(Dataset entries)
★ ★ ★ ★ ★
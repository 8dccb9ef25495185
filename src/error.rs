/// Convenience result type used across the presentation engine.
pub type ShowResult<T> = Result<T, ShowError>;

/// Errors surfaced to whoever builds or initializes an engine.
///
/// Nothing in a running frame loop produces these; they are raised at
/// build/init time so a bad configuration never shows up mid-animation.
#[derive(thiserror::Error, Debug)]
pub enum ShowError {
    /// Rejected configuration (empty final lines, zero phase length, empty carousel, ...).
    #[error("configuration error: {0}")]
    Configuration(String),

    /// The render surface lacks a capability the engine needs.
    #[error("surface unavailable: {0}")]
    SurfaceUnavailable(String),

    /// Wrapped lower-level error from dependencies or IO.
    #[error(transparent)]
    Other(#[from] anyhow::Error),
}

impl ShowError {
    /// Build a [`ShowError::Configuration`] value.
    pub fn configuration(msg: impl Into<String>) -> Self {
        Self::Configuration(msg.into())
    }

    /// Build a [`ShowError::SurfaceUnavailable`] value.
    pub fn surface_unavailable(msg: impl Into<String>) -> Self {
        Self::SurfaceUnavailable(msg.into())
    }
}
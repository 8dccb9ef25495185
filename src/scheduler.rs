//! Display-refresh tick scheduling.

/// Identifies one requested tick.
#[derive(Clone, Copy, Debug, PartialEq, Eq, Hash)]
pub struct TickHandle(u64);

/// One callback slot per display refresh.
pub trait TickScheduler {
    /// Queue a tick for the next display refresh.
    fn request_tick(&mut self) -> TickHandle;
    /// Drop a queued tick. Unknown or already-fired handles are ignored.
    fn cancel_tick(&mut self, handle: TickHandle);
}

/// Queue of ticks, drained once per display refresh by the frame loop.
#[derive(Debug, Default)]
pub struct FrameScheduler {
    next_id: u64,
    queued: Vec<TickHandle>,
}

impl FrameScheduler {
    pub fn new() -> Self {
        Self::default()
    }

    /// Every tick due at this refresh. Ticks requested while these are
    /// being handled land in the next refresh.
    pub fn take_due(&mut self) -> Vec<TickHandle> {
        std::mem::take(&mut self.queued)
    }

    pub fn pending(&self) -> usize {
        self.queued.len()
    }
}

impl TickScheduler for FrameScheduler {
    fn request_tick(&mut self) -> TickHandle {
        let handle = TickHandle(self.next_id);
        self.next_id += 1;
        self.queued.push(handle);
        handle
    }

    fn cancel_tick(&mut self, handle: TickHandle) {
        self.queued.retain(|h| *h != handle);
    }
}
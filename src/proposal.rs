use crate::config::ProposalConfig;

const BASE_YES_FONT_PX: f32 = 20.0;
const BASE_PADDING: (f32, f32) = (14.0, 40.0); // vertical, horizontal
const PADDING_GROWTH: (f32, f32) = (3.0, 6.0);

/// The question card: every "no" makes "yes" bigger and rephrases the question.
#[derive(Clone, Debug)]
pub struct Proposal {
    config: ProposalConfig,
    rejections: usize,
    question: String,
}

impl Proposal {
    pub fn new(config: ProposalConfig) -> Self {
        let question = config.question.clone();
        Self { config, rejections: 0, question }
    }

    pub fn question(&self) -> &str {
        &self.question
    }

    pub fn yes_text(&self) -> &str {
        &self.config.yes_text
    }

    pub fn no_text(&self) -> &str {
        &self.config.no_text
    }

    pub fn rejections(&self) -> usize {
        self.rejections
    }

    /// Record a "no" and return the question now shown.
    pub fn reject(&mut self) -> &str {
        self.rejections += 1;
        let msgs = &self.config.no_messages;
        if !msgs.is_empty() {
            self.question = msgs[(self.rejections - 1) % msgs.len()].clone();
        }
        &self.question
    }

    pub fn yes_font_px(&self) -> f32 {
        BASE_YES_FONT_PX + self.rejections as f32 * self.config.no_growth_px
    }

    /// `(vertical, horizontal)` padding of the "yes" button.
    pub fn yes_padding(&self) -> (f32, f32) {
        let n = self.rejections as f32;
        (BASE_PADDING.0 + n * PADDING_GROWTH.0, BASE_PADDING.1 + n * PADDING_GROWTH.1)
    }

    pub fn no_font_px(&self) -> f32 {
        BASE_YES_FONT_PX
    }

    pub fn no_padding(&self) -> (f32, f32) {
        BASE_PADDING
    }
}
use rand::SeedableRng;
use rand::rngs::StdRng;

use starfield::scheduler::{FrameScheduler, TickScheduler};
use starfield::starfield::Starfield;
use starfield::surface::DrawCommand;
use starfield::{DrawList, Engine, RenderSurface, ShowConfig};

fn config(phase: u64) -> ShowConfig {
    let mut c = ShowConfig::default();
    c.partner_name = "Aria".into();
    c.messages = vec!["alpha".into(), "beta".into(), "gamma".into()];
    c.final_lines = vec!["Love you {name}".into(), "again".into()];
    c.starfield.frame_duration = phase;
    c.starfield.star_count = 25;
    c
}

#[test]
fn reveal_is_asserted_exactly_from_the_continue_frame() {
    let mut surface = DrawList::new(640.0, 480.0);
    let mut sf = Starfield::with_rng(&surface, &config(6), StdRng::seed_from_u64(11)).unwrap();
    let continue_frame = sf.schedule().continue_frame;
    // 3 messages * 12 frames, then two final lines 6 apart, then one phase
    assert_eq!(continue_frame, 37 + 6 + 6);

    for _ in 0..continue_frame + 20 {
        let report = sf.advance_frame(&mut surface);
        assert_eq!(report.reveal, report.frame >= continue_frame);
    }
}

#[test]
fn every_frame_clears_then_paints_background_then_stars() {
    let mut surface = DrawList::new(640.0, 480.0);
    let mut sf = Starfield::with_rng(&surface, &config(6), StdRng::seed_from_u64(11)).unwrap();
    sf.advance_frame(&mut surface);

    let commands = surface.commands();
    assert_eq!(commands[0], DrawCommand::Clear);
    assert!(matches!(commands[1], DrawCommand::FillRect { w, h, .. } if w == 640.0 && h == 480.0));
    let discs = commands
        .iter()
        .filter(|c| matches!(c, DrawCommand::FillCircle { .. }))
        .count();
    assert_eq!(discs, 25);
}

#[test]
fn final_lines_stack_below_each_other() {
    let mut surface = DrawList::new(640.0, 480.0);
    let mut sf = Starfield::with_rng(&surface, &config(6), StdRng::seed_from_u64(11)).unwrap();
    for _ in 0..=sf.schedule().continue_frame {
        sf.advance_frame(&mut surface);
    }
    let ys: Vec<f32> = surface
        .commands()
        .iter()
        .filter_map(|c| match c {
            DrawCommand::Text { y, .. } => Some(*y),
            _ => None,
        })
        .collect();
    assert_eq!(ys.len(), 2);
    let font = (640.0_f32 / 26.0).min(28.0);
    assert!((ys[1] - ys[0] - (font + 16.0)).abs() < 1e-3);
}

#[test]
fn long_messages_wrap_on_narrow_surfaces() {
    let mut c = config(4);
    c.messages = vec!["Amongst trillions and trillions of stars, over billions of years".into()];
    let mut surface = DrawList::new(260.0, 480.0);
    let mut sf = Starfield::with_rng(&surface, &c, StdRng::seed_from_u64(1)).unwrap();
    for _ in 0..=4 {
        sf.advance_frame(&mut surface);
    }
    let lines: Vec<String> = surface.texts().map(|(t, _)| t.to_string()).collect();
    assert!(lines.len() > 1);
    assert_eq!(lines.join(" "), c.messages[0]);
    let max = 260.0 * 0.85;
    for line in &lines {
        if line.contains(' ') {
            assert!(surface.measure_text_width(line) <= max, "{line}");
        }
    }
}

#[test]
fn scheduler_drives_the_engine_one_frame_per_refresh() {
    let mut surface = DrawList::new(640.0, 480.0);
    let mut scheduler = FrameScheduler::new();
    let mut sf = Starfield::with_rng(&surface, &config(6), StdRng::seed_from_u64(2)).unwrap();
    sf.start(&mut scheduler, &mut surface);

    for refresh in 1..=30 {
        let due = scheduler.take_due();
        assert_eq!(due.len(), 1);
        for handle in due {
            sf.on_tick(handle, &mut scheduler, &mut surface);
        }
        assert_eq!(sf.frame(), refresh);
    }

    let stale = scheduler.request_tick();
    sf.stop(&mut scheduler, &mut surface);
    assert!(!sf.on_tick(stale, &mut scheduler, &mut surface));
    assert_eq!(sf.frame(), 30);
}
★ ★ ★ ★ ★
Task to complete: Would you copy, unchanged, the stretch of the records above that begins at the line containing "std::mem::take(&mut self.queued)" and ends at the line containing "pub fn new(config: ProposalConfig)", and only that?

Exercise output:
        std::mem::take(&mut self.queued)
    }

    pub fn pending(&self) -> usize {
        self.queued.len()
    }
}

impl TickScheduler for FrameScheduler {
    fn request_tick(&mut self) -> TickHandle {
        let handle = TickHandle(self.next_id);
        self.next_id += 1;
        self.queued.push(handle);
        handle
    }

    fn cancel_tick(&mut self, handle: TickHandle) {
        self.queued.retain(|h| *h != handle);
    }
}
filename src/proposal.rs
use crate::config::ProposalConfig;

const BASE_YES_FONT_PX: f32 = 20.0;
const BASE_PADDING: (f32, f32) = (14.0, 40.0); // vertical, horizontal
const PADDING_GROWTH: (f32, f32) = (3.0, 6.0);

/// The question card: every "no" makes "yes" bigger and rephrases the question.
#[derive(Clone, Debug)]
pub struct Proposal {
    config: ProposalConfig,
    rejections: usize,
    question: String,
}

impl Proposal {
    pub fn new(config: ProposalConfig) -> Self {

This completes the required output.